Having their spot blown up by someone’s leaks to CNN, someone leaked to CNN that convicted felon President Trump’s top reichsministers relocated and/or rescheduled their planned Wednesday night dinner meeting at Vice President JD Vance’s official residence at the Naval Observatory to brainstorm a way out of the now-month-long self-inflicted Jeffrey Epstein shitshow.

It’s not clear why Jaydee, White House chief of staff Susie Wiles, Attorney General Pam Bondi, FBI Director Kash Patel, and Trump defense lawyer/Deputy Attorney General Todd Blanche couldn’t just hold the meeting over Zoom… Or maybe it is and since the plans for meeting leaked then they’re worried that the link for the meeting could too and some “Deep Stater” could watch and record the whole thing. They plainly believed they had to hold it in person away from the White House.

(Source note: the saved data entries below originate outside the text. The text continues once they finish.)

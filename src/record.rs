//! Evidence records and the in-memory record store.
//!
//! Records form an ordered list; hierarchy is implied only by each record's
//! `depth` in traversal order. The store owns no rendering logic. Derived
//! fields (preview bytes, digest, timestamps) are regenerated on inspection
//! through the `regenerate_*` / `touch_timestamps` operations, which all take
//! an index and silently ignore out-of-range values.

use chrono::{DateTime, Duration, Utc};
use rand::Rng;
use serde::{Deserialize, Serialize};
use tracing::warn;
use vello::peniko::Color;

/// Maximum number of records a store will hold.
pub const MAX_RECORDS: usize = 1000;

/// Size of every record's preview buffer.
pub const PREVIEW_CAPACITY: usize = 512;

/// Length of the formatted content digest (four `%08x` fields).
pub const DIGEST_LEN: usize = 32;

const SECONDS_PER_DAY: i64 = 86_400;
const TIMESTAMP_WINDOW_DAYS: i64 = 30;

// ---------------------------------------------------------------------------
// Kinds
// ---------------------------------------------------------------------------

#[derive(Debug, Clone, Copy, PartialEq, Eq, Hash, Serialize, Deserialize)]
#[serde(rename_all = "lowercase")]
pub enum FileKind {
    Folder,
    Executable,
    Image,
    Document,
    Text,
    Deleted,
    Unknown,
}

/// Per-kind presentation and signature data.
#[derive(Debug)]
pub struct KindStyle {
    /// Cube color in the 3D view.
    pub color: Color,
    /// Short tag drawn before the name in the navigation tree.
    pub icon: &'static str,
    /// Magic bytes written at the start of the preview buffer.
    pub signature: &'static [u8],
    /// Type label shown in the analysis block.
    pub label: &'static str,
}

const GRAY: Color = Color::new([0.5, 0.5, 0.5, 1.0]);

// Indexed by `FileKind as usize`.
const KIND_TABLE: [KindStyle; 7] = [
    KindStyle {
        color: Color::new([1.0, 1.0, 0.0, 1.0]),
        icon: "[D]",
        signature: &[],
        label: "Directory",
    },
    KindStyle {
        color: Color::new([1.0, 0.0, 0.0, 1.0]),
        icon: "[X]",
        signature: &[0x4D, 0x5A, 0x90, 0x00, 0x03, 0x00],
        label: "PE Executable",
    },
    KindStyle {
        color: Color::new([0.0, 1.0, 0.0, 1.0]),
        icon: "[I]",
        signature: &[0xFF, 0xD8, 0xFF, 0xE0],
        label: "JPEG Image",
    },
    KindStyle {
        color: Color::new([0.0, 0.0, 1.0, 1.0]),
        icon: "[P]",
        signature: &[0x25, 0x50, 0x44, 0x46, 0x2D, 0x31],
        label: "PDF Document",
    },
    KindStyle {
        color: GRAY,
        icon: "[T]",
        signature: &[],
        label: "Plain Text",
    },
    KindStyle {
        color: Color::new([1.0, 0.0, 1.0, 1.0]),
        icon: "[!]",
        signature: &[],
        label: "Recovered File",
    },
    KindStyle {
        color: GRAY,
        icon: "[?]",
        signature: &[],
        label: "Unknown",
    },
];

impl FileKind {
    pub const ALL: [FileKind; 7] = [
        FileKind::Folder,
        FileKind::Executable,
        FileKind::Image,
        FileKind::Document,
        FileKind::Text,
        FileKind::Deleted,
        FileKind::Unknown,
    ];

    pub fn style(self) -> &'static KindStyle {
        &KIND_TABLE[self as usize]
    }
}

// ---------------------------------------------------------------------------
// Record / SourceMetadata
// ---------------------------------------------------------------------------

#[derive(Debug, Clone)]
pub struct Record {
    pub name: String,
    pub path: String,
    pub kind: FileKind,
    pub size_bytes: u64,
    pub created: Option<DateTime<Utc>>,
    pub modified: Option<DateTime<Utc>>,
    pub accessed: Option<DateTime<Utc>>,
    pub digest: String,
    pub format: String,
    pub is_deleted: bool,
    pub depth: u32,
    pub preview: [u8; PREVIEW_CAPACITY],
}

impl Record {
    /// Create a record with empty derived fields. Deleted-kind records are
    /// flagged as deleted.
    pub fn new(
        name: impl Into<String>,
        path: impl Into<String>,
        kind: FileKind,
        size_bytes: u64,
    ) -> Self {
        Self {
            name: name.into(),
            path: path.into(),
            kind,
            size_bytes,
            created: None,
            modified: None,
            accessed: None,
            digest: String::new(),
            format: String::new(),
            is_deleted: kind == FileKind::Deleted,
            depth: 0,
            preview: [0; PREVIEW_CAPACITY],
        }
    }

    pub fn with_depth(mut self, depth: u32) -> Self {
        self.depth = depth;
        self
    }

    pub fn with_format(mut self, format: impl Into<String>) -> Self {
        self.format = format.into();
        self
    }

    pub fn with_digest(mut self, digest: impl Into<String>) -> Self {
        self.digest = digest.into();
        self
    }
}

/// Description of the ingested evidence container. Read-only after startup.
#[derive(Debug, Clone)]
pub struct SourceMetadata {
    pub image_path: String,
    pub format: String,
    pub total_size: u64,
    pub compression: String,
    pub evidence_id: String,
    pub created: DateTime<Utc>,
    pub examiner: String,
}

// ---------------------------------------------------------------------------
// Digest
// ---------------------------------------------------------------------------

/// Deterministic pseudo-hash of a record's name and size.
///
/// Not a cryptographic hash. Name bytes are folded as signed chars with
/// wrapping 32-bit arithmetic, then the low 32 bits of `size` are XORed in.
pub fn content_digest(name: &str, size_bytes: u64) -> String {
    let mut acc: u32 = 0;
    for &b in name.as_bytes() {
        acc = acc.wrapping_mul(31).wrapping_add(b as i8 as i32 as u32);
    }
    acc ^= size_bytes as u32;
    format!(
        "{:08x}{:08x}{:08x}{:08x}",
        acc,
        acc ^ 0x1234_5678,
        acc ^ 0xabcd_efab,
        acc ^ 0x8765_4321
    )
}

// ---------------------------------------------------------------------------
// RecordStore
// ---------------------------------------------------------------------------

#[derive(Debug, Clone, Default)]
pub struct RecordStore {
    records: Vec<Record>,
}

impl RecordStore {
    /// Build a store from an ordered record list. Records beyond
    /// `MAX_RECORDS` are dropped.
    pub fn new(mut records: Vec<Record>) -> Self {
        if records.len() > MAX_RECORDS {
            warn!(
                supplied = records.len(),
                capacity = MAX_RECORDS,
                "Record list exceeds store capacity, truncating"
            );
            records.truncate(MAX_RECORDS);
        }
        Self { records }
    }

    pub fn count(&self) -> usize {
        self.records.len()
    }

    pub fn is_empty(&self) -> bool {
        self.records.is_empty()
    }

    pub fn get(&self, index: usize) -> Option<&Record> {
        self.records.get(index)
    }

    pub fn iter(&self) -> impl Iterator<Item = &Record> {
        self.records.iter()
    }

    /// Rewrite the preview buffer: kind signature first, random filler after.
    pub fn regenerate_preview<R: Rng + ?Sized>(&mut self, index: usize, rng: &mut R) {
        let Some(record) = self.records.get_mut(index) else {
            return;
        };
        let signature = record.kind.style().signature;
        record.preview[..signature.len()].copy_from_slice(signature);
        rng.fill(&mut record.preview[signature.len()..]);
    }

    pub fn regenerate_digest(&mut self, index: usize) {
        if let Some(record) = self.records.get_mut(index) {
            record.digest = content_digest(&record.name, record.size_bytes);
        }
    }

    /// Assign simulated timestamps within the last 30 days of `now`.
    ///
    /// `created <= modified <= now`; `accessed` is independent and within the
    /// last day.
    pub fn touch_timestamps<R: Rng + ?Sized>(
        &mut self,
        index: usize,
        now: DateTime<Utc>,
        rng: &mut R,
    ) {
        let Some(record) = self.records.get_mut(index) else {
            return;
        };
        let window = SECONDS_PER_DAY * TIMESTAMP_WINDOW_DAYS;
        let created = now - Duration::seconds(rng.gen_range(0..window));
        let modified = (created + Duration::seconds(rng.gen_range(0..SECONDS_PER_DAY))).min(now);
        let accessed = now - Duration::seconds(rng.gen_range(0..SECONDS_PER_DAY));
        record.created = Some(created);
        record.modified = Some(modified);
        record.accessed = Some(accessed);
    }
}

// ---------------------------------------------------------------------------
// Tests
// ---------------------------------------------------------------------------
//! Immediate-mode draw primitives.
//!
//! `Painter` is the only seam that touches the graphics backend. Callers
//! position every element themselves; painters keep no state between calls
//! beyond the commands they emit. `ScenePainter` targets a `vello::Scene`,
//! `RecordingPainter` captures `DrawOp`s so frame composition can be asserted
//! without a GPU.

use vello::kurbo::{Affine, BezPath, Line, Point, Rect, Stroke};
use vello::peniko::{Color, Fill, FontData};
use vello::{Glyph, Scene};

/// Relative text size bucket.
#[derive(Debug, Clone, Copy, PartialEq, Eq)]
pub enum FontSize {
    Small,
    Medium,
    Large,
}

impl FontSize {
    pub fn px(self) -> f64 {
        match self {
            FontSize::Small => 12.0,
            FontSize::Medium => 14.0,
            FontSize::Large => 20.0,
        }
    }
}

pub trait Painter {
    fn fill_rect(&mut self, rect: Rect, color: Color);

    fn line(&mut self, from: Point, to: Point, width: f64, color: Color);

    /// Fill a closed polygon. Fewer than three points draws nothing.
    fn fill_polygon(&mut self, points: &[Point], color: Color);

    /// Left-aligned text with its baseline at `origin.y`.
    fn text(&mut self, origin: Point, text: &str, color: Color, size: FontSize);
}

// ---------------------------------------------------------------------------
// Vello painter
// ---------------------------------------------------------------------------

pub struct ScenePainter<'a> {
    scene: &'a mut Scene,
    font: Option<&'a FontData>,
}

impl<'a> ScenePainter<'a> {
    pub fn new(scene: &'a mut Scene, font: Option<&'a FontData>) -> Self {
        Self { scene, font }
    }

    fn bitmap_text(&mut self, origin: Point, text: &str, color: Color, size: FontSize) {
        let px = size.px() / 7.0;
        let top = origin.y - MICRO_ROWS as f64 * px;
        for (i, ch) in text.chars().enumerate() {
            if ch == ' ' {
                continue;
            }
            let bits = micro_glyph(ch.to_ascii_uppercase());
            let x = origin.x + i as f64 * (MICRO_COLS + 1) as f64 * px;
            for row in 0..MICRO_ROWS {
                for col in 0..MICRO_COLS {
                    let bit = (MICRO_ROWS - 1 - row) * MICRO_COLS + (MICRO_COLS - 1 - col);
                    if bits >> bit & 1 == 1 {
                        let x0 = x + col as f64 * px;
                        let y0 = top + row as f64 * px;
                        self.fill_rect(Rect::new(x0, y0, x0 + px, y0 + px), color);
                    }
                }
            }
        }
    }
}

impl Painter for ScenePainter<'_> {
    fn fill_rect(&mut self, rect: Rect, color: Color) {
        self.scene.fill(Fill::NonZero, Affine::IDENTITY, color, None, &rect);
    }

    fn line(&mut self, from: Point, to: Point, width: f64, color: Color) {
        self.scene.stroke(
            &Stroke::new(width),
            Affine::IDENTITY,
            color,
            None,
            &Line::new(from, to),
        );
    }

    fn fill_polygon(&mut self, points: &[Point], color: Color) {
        let [first, rest @ ..] = points else { return };
        if rest.len() < 2 {
            return;
        }
        let mut path = BezPath::new();
        path.move_to(*first);
        for p in rest {
            path.line_to(*p);
        }
        path.close_path();
        self.scene.fill(Fill::NonZero, Affine::IDENTITY, color, None, &path);
    }

    fn text(&mut self, origin: Point, text: &str, color: Color, size: FontSize) {
        match self.font {
            Some(font) => {
                let font_size = size.px() as f32;
                let glyphs = layout_line(text, font, font_size, origin);
                if glyphs.is_empty() {
                    return;
                }
                self.scene
                    .draw_glyphs(font)
                    .font_size(font_size)
                    .brush(&color)
                    .draw(Fill::NonZero, glyphs.into_iter());
            }
            None => self.bitmap_text(origin, text, color, size),
        }
    }
}

/// Single-line glyph run positioned with skrifa advance widths.
fn layout_line(text: &str, font: &FontData, font_size: f32, origin: Point) -> Vec<Glyph> {
    use skrifa::MetadataProvider;

    let Ok(font_ref) = skrifa::FontRef::from_index(font.data.as_ref(), font.index) else {
        return Vec::new();
    };
    let charmap = font_ref.charmap();
    let metrics = font_ref.glyph_metrics(
        skrifa::instance::Size::new(font_size),
        skrifa::instance::LocationRef::default(),
    );

    let mut x = origin.x as f32;
    text.chars()
        .map(|ch| {
            let gid = charmap.map(ch).unwrap_or_default();
            let glyph = Glyph {
                id: gid.to_u32(),
                x,
                y: origin.y as f32,
            };
            x += metrics.advance_width(gid).unwrap_or(font_size * 0.6);
            glyph
        })
        .collect()
}

// ---------------------------------------------------------------------------
// Recording painter
// ---------------------------------------------------------------------------

#[derive(Debug, Clone)]
pub enum DrawOp {
    Rect {
        rect: Rect,
        color: Color,
    },
    Line {
        from: Point,
        to: Point,
        width: f64,
        color: Color,
    },
    Polygon {
        points: Vec<Point>,
        color: Color,
    },
    Text {
        origin: Point,
        text: String,
        color: Color,
        size: FontSize,
    },
}

#[derive(Debug, Default)]
pub struct RecordingPainter {
    ops: Vec<DrawOp>,
}

impl RecordingPainter {
    pub fn new() -> Self {
        Self::default()
    }

    pub fn ops(&self) -> &[DrawOp] {
        &self.ops
    }

    /// All text runs in draw order.
    pub fn texts(&self) -> impl Iterator<Item = &str> {
        self.ops.iter().filter_map(|op| match op {
            DrawOp::Text { text, .. } => Some(text.as_str()),
            _ => None,
        })
    }

    pub fn contains_text(&self, needle: &str) -> bool {
        self.texts().any(|t| t.contains(needle))
    }

    /// Index of the first text op containing `needle`.
    pub fn position_of_text(&self, needle: &str) -> Option<usize> {
        self.ops
            .iter()
            .position(|op| matches!(op, DrawOp::Text { text, .. } if text.contains(needle)))
    }

    pub fn polygons(&self) -> impl Iterator<Item = &[Point]> {
        self.ops.iter().filter_map(|op| match op {
            DrawOp::Polygon { points, .. } => Some(points.as_slice()),
            _ => None,
        })
    }
}

impl Painter for RecordingPainter {
    fn fill_rect(&mut self, rect: Rect, color: Color) {
        self.ops.push(DrawOp::Rect { rect, color });
    }

    fn line(&mut self, from: Point, to: Point, width: f64, color: Color) {
        self.ops.push(DrawOp::Line { from, to, width, color });
    }

    fn fill_polygon(&mut self, points: &[Point], color: Color) {
        if points.len() >= 3 {
            self.ops.push(DrawOp::Polygon {
                points: points.to_vec(),
                color,
            });
        }
    }

    fn text(&mut self, origin: Point, text: &str, color: Color, size: FontSize) {
        self.ops.push(DrawOp::Text {
            origin,
            text: text.to_string(),
            color,
            size,
        });
    }
}

// ---------------------------------------------------------------------------
// Geometry helpers
// ---------------------------------------------------------------------------

/// Clip a convex or concave polygon against an axis-aligned rectangle
/// (Sutherland-Hodgman). Returns an empty vec when nothing remains.
pub fn clip_polygon(points: &[Point], bounds: Rect) -> Vec<Point> {
    let mut out: Vec<Point> = points.to_vec();
    let edges: [(fn(Point, Rect) -> bool, fn(Point, Point, Rect) -> Point); 4] = [
        (|p, r| p.x >= r.x0, |a, b, r| lerp_x(a, b, r.x0)),
        (|p, r| p.x <= r.x1, |a, b, r| lerp_x(a, b, r.x1)),
        (|p, r| p.y >= r.y0, |a, b, r| lerp_y(a, b, r.y0)),
        (|p, r| p.y <= r.y1, |a, b, r| lerp_y(a, b, r.y1)),
    ];
    for (inside, cross) in edges {
        if out.is_empty() {
            break;
        }
        let input = std::mem::take(&mut out);
        let mut prev = input[input.len() - 1];
        for &cur in &input {
            match (inside(cur, bounds), inside(prev, bounds)) {
                (true, true) => out.push(cur),
                (true, false) => {
                    out.push(cross(prev, cur, bounds));
                    out.push(cur);
                }
                (false, true) => out.push(cross(prev, cur, bounds)),
                (false, false) => {}
            }
            prev = cur;
        }
    }
    if out.len() < 3 { Vec::new() } else { out }
}

fn lerp_x(a: Point, b: Point, x: f64) -> Point {
    let t = (x - a.x) / (b.x - a.x);
    Point::new(x, a.y + t * (b.y - a.y))
}

fn lerp_y(a: Point, b: Point, y: f64) -> Point {
    let t = (y - a.y) / (b.y - a.y);
    Point::new(a.x + t * (b.x - a.x), y)
}

/// Scale RGB channels, keeping alpha.
pub fn shade(color: Color, factor: f32) -> Color {
    let [r, g, b, a] = color.components;
    Color::new([
        (r * factor).clamp(0.0, 1.0),
        (g * factor).clamp(0.0, 1.0),
        (b * factor).clamp(0.0, 1.0),
        a,
    ])
}

/// Add a constant to RGB channels, keeping alpha.
pub fn brighten(color: Color, amount: f32) -> Color {
    let [r, g, b, a] = color.components;
    Color::new([
        (r + amount).clamp(0.0, 1.0),
        (g + amount).clamp(0.0, 1.0),
        (b + amount).clamp(0.0, 1.0),
        a,
    ])
}

// ---------------------------------------------------------------------------
// Fonts
// ---------------------------------------------------------------------------

/// Load the first monospace font found in common system locations.
pub fn load_mono_font() -> Option<FontData> {
    const DIRS: [&str; 6] = [
        "/System/Library/Fonts/",
        "/Library/Fonts/",
        "/usr/share/fonts/truetype/dejavu/",
        "/usr/share/fonts/truetype/liberation/",
        "/usr/share/fonts/TTF/",
        "C:\\Windows\\Fonts\\",
    ];
    const NAMES: [&str; 6] = [
        "Menlo",
        "Monaco",
        "DejaVuSansMono",
        "LiberationMono-Regular",
        "consola",
        "cour",
    ];
    NAMES.iter().find_map(|name| {
        DIRS.iter().find_map(|dir| {
            ["ttf", "ttc", "otf"].iter().find_map(|ext| {
                let data = std::fs::read(format!("{dir}{name}.{ext}")).ok()?;
                Some(FontData::new(data.into(), 0))
            })
        })
    })
}

// ---------------------------------------------------------------------------
// Bitmap micro font (3x5, uppercase only)
// ---------------------------------------------------------------------------

const MICRO_COLS: usize = 3;
const MICRO_ROWS: usize = 5;

/// 15-bit glyph, top row in the high bits, leftmost column first.
fn micro_glyph(ch: char) -> u16 {
    match ch {
        'A' => 0b010_101_111_101_101,
        'B' => 0b110_101_110_101_110,
        'C' => 0b011_100_100_100_011,
        'D' => 0b110_101_101_101_110,
        'E' => 0b111_100_110_100_111,
        'F' => 0b111_100_110_100_100,
        'G' => 0b011_100_101_101_011,
        'H' => 0b101_101_111_101_101,
        'I' => 0b111_010_010_010_111,
        'J' => 0b001_001_001_101_010,
        'K' => 0b101_101_110_101_101,
        'L' => 0b100_100_100_100_111,
        'M' => 0b101_111_111_101_101,
        'N' => 0b110_101_101_101_101,
        'O' => 0b010_101_101_101_010,
        'P' => 0b110_101_110_100_100,
        'Q' => 0b010_101_101_110_011,
        'R' => 0b110_101_110_101_101,
        'S' => 0b011_100_010_001_110,
        'T' => 0b111_010_010_010_010,
        'U' => 0b101_101_101_101_111,
        'V' => 0b101_101_101_101_010,
        'W' => 0b101_101_111_111_101,
        'X' => 0b101_101_010_101_101,
        'Y' => 0b101_101_010_010_010,
        'Z' => 0b111_001_010_100_111,
        '0' => 0b111_101_101_101_111,
        '1' => 0b010_110_010_010_111,
        '2' => 0b110_001_010_100_111,
        '3' => 0b110_001_010_001_110,
        '4' => 0b101_101_111_001_001,
        '5' => 0b111_100_110_001_110,
        '6' => 0b011_100_111_101_111,
        '7' => 0b111_001_010_010_010,
        '8' => 0b111_101_111_101_111,
        '9' => 0b111_101_111_001_110,
        '.' => 0b000_000_000_000_010,
        ',' => 0b000_000_000_010_100,
        ':' => 0b000_010_000_010_000,
        '-' => 0b000_000_111_000_000,
        '_' => 0b000_000_000_000_111,
        '/' => 0b001_001_010_100_100,
        '(' => 0b001_010_010_010_001,
        ')' => 0b100_010_010_010_100,
        '[' => 0b011_010_010_010_011,
        ']' => 0b110_010_010_010_110,
        '%' => 0b101_001_010_100_101,
        '|' => 0b010_010_010_010_010,
        '!' => 0b010_010_010_000_010,
        '?' => 0b110_001_010_000_010,
        '+' => 0b000_010_111_010_000,
        '=' => 0b000_111_000_111_000,
        '&' => 0b010_101_010_101_011,
        '<' => 0b001_010_100_010_001,
        '>' => 0b100_010_001_010_100,
        '\'' => 0b010_010_000_000_000,
        '*' => 0b101_010_101_000_000,
        '#' => 0b101_111_101_111_101,
        _ => 0b111_111_111_111_111,
    }
}

#[cfg(test)]
mod tests {
    use super::*;

    const WHITE: Color = Color::new([1.0, 1.0, 1.0, 1.0]);

    #[test]
    fn recording_painter_keeps_draw_order() {
        let mut p = RecordingPainter::new();
        p.fill_rect(Rect::new(0.0, 0.0, 10.0, 10.0), WHITE);
        p.text(Point::new(1.0, 9.0), "hello", WHITE, FontSize::Small);
        p.line(Point::ZERO, Point::new(5.0, 5.0), 1.0, WHITE);
        assert_eq!(p.ops().len(), 3);
        assert!(matches!(p.ops()[0], DrawOp::Rect { .. }));
        assert_eq!(p.position_of_text("hell"), Some(1));
        assert!(p.contains_text("hello"));
    }

    #[test]
    fn degenerate_polygon_is_dropped() {
        let mut p = RecordingPainter::new();
        p.fill_polygon(&[Point::ZERO, Point::new(1.0, 1.0)], WHITE);
        assert!(p.ops().is_empty());
    }

    #[test]
    fn clip_keeps_polygon_inside_bounds() {
        let bounds = Rect::new(0.0, 0.0, 10.0, 10.0);
        let square = [
            Point::new(-5.0, -5.0),
            Point::new(5.0, -5.0),
            Point::new(5.0, 5.0),
            Point::new(-5.0, 5.0),
        ];
        let clipped = clip_polygon(&square, bounds);
        assert!(clipped.len() >= 4);
        for p in &clipped {
            assert!(p.x >= 0.0 && p.x <= 10.0 && p.y >= 0.0 && p.y <= 10.0);
        }
    }

    #[test]
    fn clip_outside_polygon_is_empty() {
        let bounds = Rect::new(0.0, 0.0, 10.0, 10.0);
        let tri = [Point::new(20.0, 20.0), Point::new(30.0, 20.0), Point::new(25.0, 30.0)];
        assert!(clip_polygon(&tri, bounds).is_empty());
    }

    #[test]
    fn clip_inside_polygon_is_unchanged() {
        let bounds = Rect::new(0.0, 0.0, 10.0, 10.0);
        let tri = [Point::new(1.0, 1.0), Point::new(9.0, 1.0), Point::new(5.0, 9.0)];
        assert_eq!(clip_polygon(&tri, bounds), tri.to_vec());
    }

    #[test]
    fn brighten_and_shade_clamp() {
        let c = brighten(Color::new([0.9, 0.1, 0.5, 1.0]), 0.3);
        let expected = [1.0, 0.4, 0.8, 1.0];
        for (got, want) in c.components.iter().zip(expected) {
            assert!((got - want).abs() < 1e-6);
        }
        let d = shade(Color::new([0.5, 0.5, 0.5, 0.5]), 4.0);
        assert_eq!(d.components, [1.0, 1.0, 1.0, 0.5]);
    }

    #[test]
    fn micro_font_glyphs_fit_fifteen_bits() {
        for ch in (' '..='~').map(|c| c.to_ascii_uppercase()) {
            assert!(micro_glyph(ch) < 1 << (MICRO_COLS * MICRO_ROWS));
        }
    }

    #[test]
    fn bitmap_fallback_needs_no_font() {
        let mut scene = Scene::new();
        let mut painter = ScenePainter::new(&mut scene, None);
        painter.text(Point::new(0.0, 10.0), "Hex 0x4D", WHITE, FontSize::Medium);
    }
}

Why is it so important to hold a meeting at all? On Wednesday Wired reported that the Orange God Emperor’s top allies have come to the conclusion that there’s actually no way out of it. Nothing that can be done. “Honestly, like, fuck Trump,” a “Trumpworld source who works in conservative media” said, adding “I’m not a conspiracy theorist, but there’s obviously something nefarious that went on.”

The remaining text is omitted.